• Task objective
Working from the records below, repeat exactly the lines starting at the line that contains "let mut rngs" and ending at the line that contains "rngs.push(AgentRng::new(self.config.seed, id));", inclusive.

[Records from a data collection]
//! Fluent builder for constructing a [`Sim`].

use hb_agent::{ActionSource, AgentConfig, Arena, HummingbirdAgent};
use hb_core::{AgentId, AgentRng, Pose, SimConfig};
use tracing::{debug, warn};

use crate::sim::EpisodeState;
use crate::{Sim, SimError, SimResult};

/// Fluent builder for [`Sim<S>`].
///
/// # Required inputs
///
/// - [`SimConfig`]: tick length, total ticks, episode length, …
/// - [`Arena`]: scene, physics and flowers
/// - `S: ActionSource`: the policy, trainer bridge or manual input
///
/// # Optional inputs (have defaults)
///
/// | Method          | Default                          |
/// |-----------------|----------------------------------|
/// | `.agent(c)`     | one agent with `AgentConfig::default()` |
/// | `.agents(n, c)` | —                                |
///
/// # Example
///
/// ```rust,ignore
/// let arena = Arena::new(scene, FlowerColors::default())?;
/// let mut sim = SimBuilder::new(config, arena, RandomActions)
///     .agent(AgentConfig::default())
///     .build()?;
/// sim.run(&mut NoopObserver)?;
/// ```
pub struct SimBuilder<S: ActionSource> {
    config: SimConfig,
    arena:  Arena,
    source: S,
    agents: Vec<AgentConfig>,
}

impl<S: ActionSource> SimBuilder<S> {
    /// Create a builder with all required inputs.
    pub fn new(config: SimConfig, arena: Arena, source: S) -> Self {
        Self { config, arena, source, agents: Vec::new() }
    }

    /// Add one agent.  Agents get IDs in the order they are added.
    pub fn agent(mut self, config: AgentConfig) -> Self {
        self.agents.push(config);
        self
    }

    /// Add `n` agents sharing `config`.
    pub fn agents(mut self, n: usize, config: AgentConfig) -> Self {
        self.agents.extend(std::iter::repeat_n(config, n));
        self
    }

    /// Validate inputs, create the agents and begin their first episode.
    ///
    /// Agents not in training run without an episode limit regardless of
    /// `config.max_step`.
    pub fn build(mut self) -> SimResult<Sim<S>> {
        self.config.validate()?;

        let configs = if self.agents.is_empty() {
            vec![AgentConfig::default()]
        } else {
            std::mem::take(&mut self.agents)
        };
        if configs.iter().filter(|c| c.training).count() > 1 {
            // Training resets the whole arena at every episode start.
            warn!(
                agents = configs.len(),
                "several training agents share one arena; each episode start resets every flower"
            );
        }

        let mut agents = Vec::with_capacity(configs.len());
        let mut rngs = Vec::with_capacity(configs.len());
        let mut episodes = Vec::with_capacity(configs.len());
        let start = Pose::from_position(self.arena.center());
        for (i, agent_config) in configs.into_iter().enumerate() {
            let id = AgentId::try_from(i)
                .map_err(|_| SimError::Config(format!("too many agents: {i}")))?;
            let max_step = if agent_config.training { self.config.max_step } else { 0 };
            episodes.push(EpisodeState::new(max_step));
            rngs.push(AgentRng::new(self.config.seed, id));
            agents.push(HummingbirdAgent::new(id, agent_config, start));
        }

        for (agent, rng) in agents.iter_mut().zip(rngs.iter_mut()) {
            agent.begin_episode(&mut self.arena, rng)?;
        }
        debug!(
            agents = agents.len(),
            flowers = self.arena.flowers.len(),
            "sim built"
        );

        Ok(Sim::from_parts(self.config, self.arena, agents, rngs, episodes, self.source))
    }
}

• Output for this task
        let mut rngs = Vec::with_capacity(configs.len());
        let mut episodes = Vec::with_capacity(configs.len());
        let start = Pose::from_position(self.arena.center());
        for (i, agent_config) in configs.into_iter().enumerate() {
            let id = AgentId::try_from(i)
                .map_err(|_| SimError::Config(format!("too many agents: {i}")))?;
            let max_step = if agent_config.training { self.config.max_step } else { 0 };
            episodes.push(EpisodeState::new(max_step));
            rngs.push(AgentRng::new(self.config.seed, id));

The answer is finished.